TSA Arrogance Is Bipartisan, Imparted From the Top

Bill, I notice that Stewart Baker, who thinks we “self-appointed guardians of liberty” should shut up and love Big Brother, was a Bush appointee. It reminds me, first, of Mayor Bloomberg’s recent comment that Obama is “the most arrogant man he has ever met.”

But second, didn’t Bush’s “Good Friend and Buen Amigo” Vicente Fox, the former president of Mexico, say the same about George W. Bush? “He is the cockiest guy I ever met,” Fox wrote (and I  believe the original Spanish was somewhat more tart). Bush has proven it in his memoirs, which demonstrate that he regrets nothing and has learned nothing. His arrogance, masquerading as Christian piety, is sickening.

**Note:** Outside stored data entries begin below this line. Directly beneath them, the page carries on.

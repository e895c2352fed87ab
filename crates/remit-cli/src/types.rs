use std::path::PathBuf;

use chrono::NaiveDateTime;
use remit_x12::UsageIndicator;

/// Outcome of one `generate` run, for the summary table.
#[derive(Debug, Clone)]
pub struct GenerateResult {
    pub input: PathBuf,
    /// `None` when the document went to stdout.
    pub output: Option<PathBuf>,
    pub payer_name: String,
    pub payee_name: String,
    pub claim_count: usize,
    pub service_line_count: usize,
    pub segment_count: usize,
    pub transaction_segment_count: usize,
    pub total_paid: String,
    pub declared_check_amount: Option<String>,
    pub interchange_control_number: String,
    pub group_control_number: String,
    pub transaction_control_number: String,
    pub usage: UsageIndicator,
    pub generated_at: NaiveDateTime,
    pub bytes_written: usize,
}

impl GenerateResult {
    /// True when a declared check amount exists and differs from the total.
    pub fn check_amount_differs(&self) -> bool {
        self.declared_check_amount
            .as_deref()
            .is_some_and(|declared| declared != self.total_paid)
    }
}
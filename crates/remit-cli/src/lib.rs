//! CLI library components for the remittance generator.

pub mod cli;
pub mod commands;
pub mod logging;
pub mod samples;
pub mod types;
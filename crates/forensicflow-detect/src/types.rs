//! Detector result types.

use serde::{Deserialize, Serialize};
use std::fmt;

// ============================================================================
// Cycle Types
// ============================================================================

/// A directed loop of distinct accounts, in the order the search walked it.
#[derive(Debug, Clone, PartialEq, Eq, Serialize, Deserialize)]
pub struct Cycle {
    /// Member accounts, starting at the search's start node.
    pub members: Vec<String>,
}

impl Cycle {
    /// Number of accounts (and edges) in the loop.
    pub fn len(&self) -> usize {
        self.members.len()
    }

    /// True for an empty cycle.
    pub fn is_empty(&self) -> bool {
        self.members.is_empty()
    }

    /// Rotation of the members that starts at the smallest account id.
    pub fn canonical(&self) -> Vec<&str> {
        let Some(pivot) = self
            .members
            .iter()
            .enumerate()
            .min_by(|a, b| a.1.cmp(b.1))
            .map(|(i, _)| i)
        else {
            return Vec::new();
        };
        self.members[pivot..]
            .iter()
            .chain(self.members[..pivot].iter())
            .map(String::as_str)
            .collect()
    }
}

/// Why a cycle search stopped early.
#[derive(Debug, Clone, Copy, PartialEq, Eq, Hash, Serialize, Deserialize)]
#[serde(rename_all = "snake_case")]
pub enum TruncationReason {
    /// The wall-clock deadline expired.
    Timeout,
    /// The configured cycle cap was reached.
    CycleLimit,
}

impl fmt::Display for TruncationReason {
    fn fmt(&self, f: &mut fmt::Formatter<'_>) -> fmt::Result {
        match self {
            TruncationReason::Timeout => write!(f, "timeout"),
            TruncationReason::CycleLimit => write!(f, "cycle_limit"),
        }
    }
}

/// Result of a bounded cycle search.
#[derive(Debug, Clone, Default, PartialEq, Serialize, Deserialize)]
pub struct CycleSearchResult {
    /// Distinct cycles, in discovery order.
    pub cycles: Vec<Cycle>,
    /// Set when the search stopped before exhausting its start nodes.
    pub truncated: Option<TruncationReason>,
    /// Start nodes eligible for the search.
    pub candidates: usize,
    /// Start nodes whose walk ran.
    pub starts_searched: usize,
}

// ============================================================================
// Smurfing Types
// ============================================================================

/// Direction of a smurfing concentration.
#[derive(Debug, Clone, Copy, PartialEq, Eq, Hash, Serialize, Deserialize)]
#[serde(rename_all = "snake_case")]
pub enum SmurfingType {
    /// Many senders to one receiver.
    FanIn,
    /// One sender to many receivers.
    FanOut,
}

impl SmurfingType {
    /// Wire name.
    pub const fn as_str(&self) -> &'static str {
        match self {
            SmurfingType::FanIn => "fan_in",
            SmurfingType::FanOut => "fan_out",
        }
    }
}

impl fmt::Display for SmurfingType {
    fn fmt(&self, f: &mut fmt::Formatter<'_>) -> fmt::Result {
        f.write_str(self.as_str())
    }
}

/// A fan-in or fan-out concentration around one account.
#[derive(Debug, Clone, PartialEq, Serialize, Deserialize)]
pub struct SmurfingPattern {
    /// Direction.
    pub pattern_type: SmurfingType,
    /// Center account.
    pub center: String,
    /// Unique counterparties, in first-seen order.
    pub connected: Vec<String>,
    /// Share of transfers inside the busiest window, in (0, 1].
    pub temporal_score: f64,
    /// Sum of the concentrated transfer amounts.
    pub total_amount: f64,
    /// Number of concentrated transfers.
    pub transaction_count: usize,
}

// ============================================================================
// Shell Network Types
// ============================================================================

/// A layering chain through low-activity intermediaries.
#[derive(Debug, Clone, PartialEq, Eq, Serialize, Deserialize)]
pub struct ShellChain {
    /// Accounts along the chain.
    pub accounts: Vec<String>,
    /// Shell accounts strictly between the first and last member.
    pub intermediaries: Vec<String>,
    /// Number of transfers along the chain.
    pub hop_count: usize,
}

// ============================================================================
// Legitimacy Types
// ============================================================================

/// Benign high-volume profile.
#[derive(Debug, Clone, Copy, PartialEq, Eq, Hash, Serialize, Deserialize)]
#[serde(rename_all = "snake_case")]
pub enum LegitimacyKind {
    /// Many similar incoming payments, few outgoing.
    Merchant,
    /// Many similar outgoing payments, few incoming.
    Payroll,
}

/// An account matching a legitimate profile.
#[derive(Debug, Clone, PartialEq, Eq, Serialize, Deserialize)]
pub struct LegitimateAccount {
    /// Account id.
    pub account_id: String,
    /// Matched profile.
    pub kind: LegitimacyKind,
}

The entire TSA scenario is a manifestation of “Trickle-Down Arrogance.” We know that federal employees (a.k.a. “public servants”) are urged to believe that their IQs went up by thirty points the day they were hired. Even the lowest TSA ex-janitor (sorry in advance, janitors!) believes that he now shares what Thomas Sowell calls the “vision of the anointed,” and that we are his guinea pigs.

That’s why Guy Winch, quoted on your blog, insists that TSA managers  “need to convey the message that superiors are aware of the stresses the employees are under and are there to support them.” It’s just what Huxley envisioned in Brave New World: “I’m so glad I’m a Delta!”

I love my job!”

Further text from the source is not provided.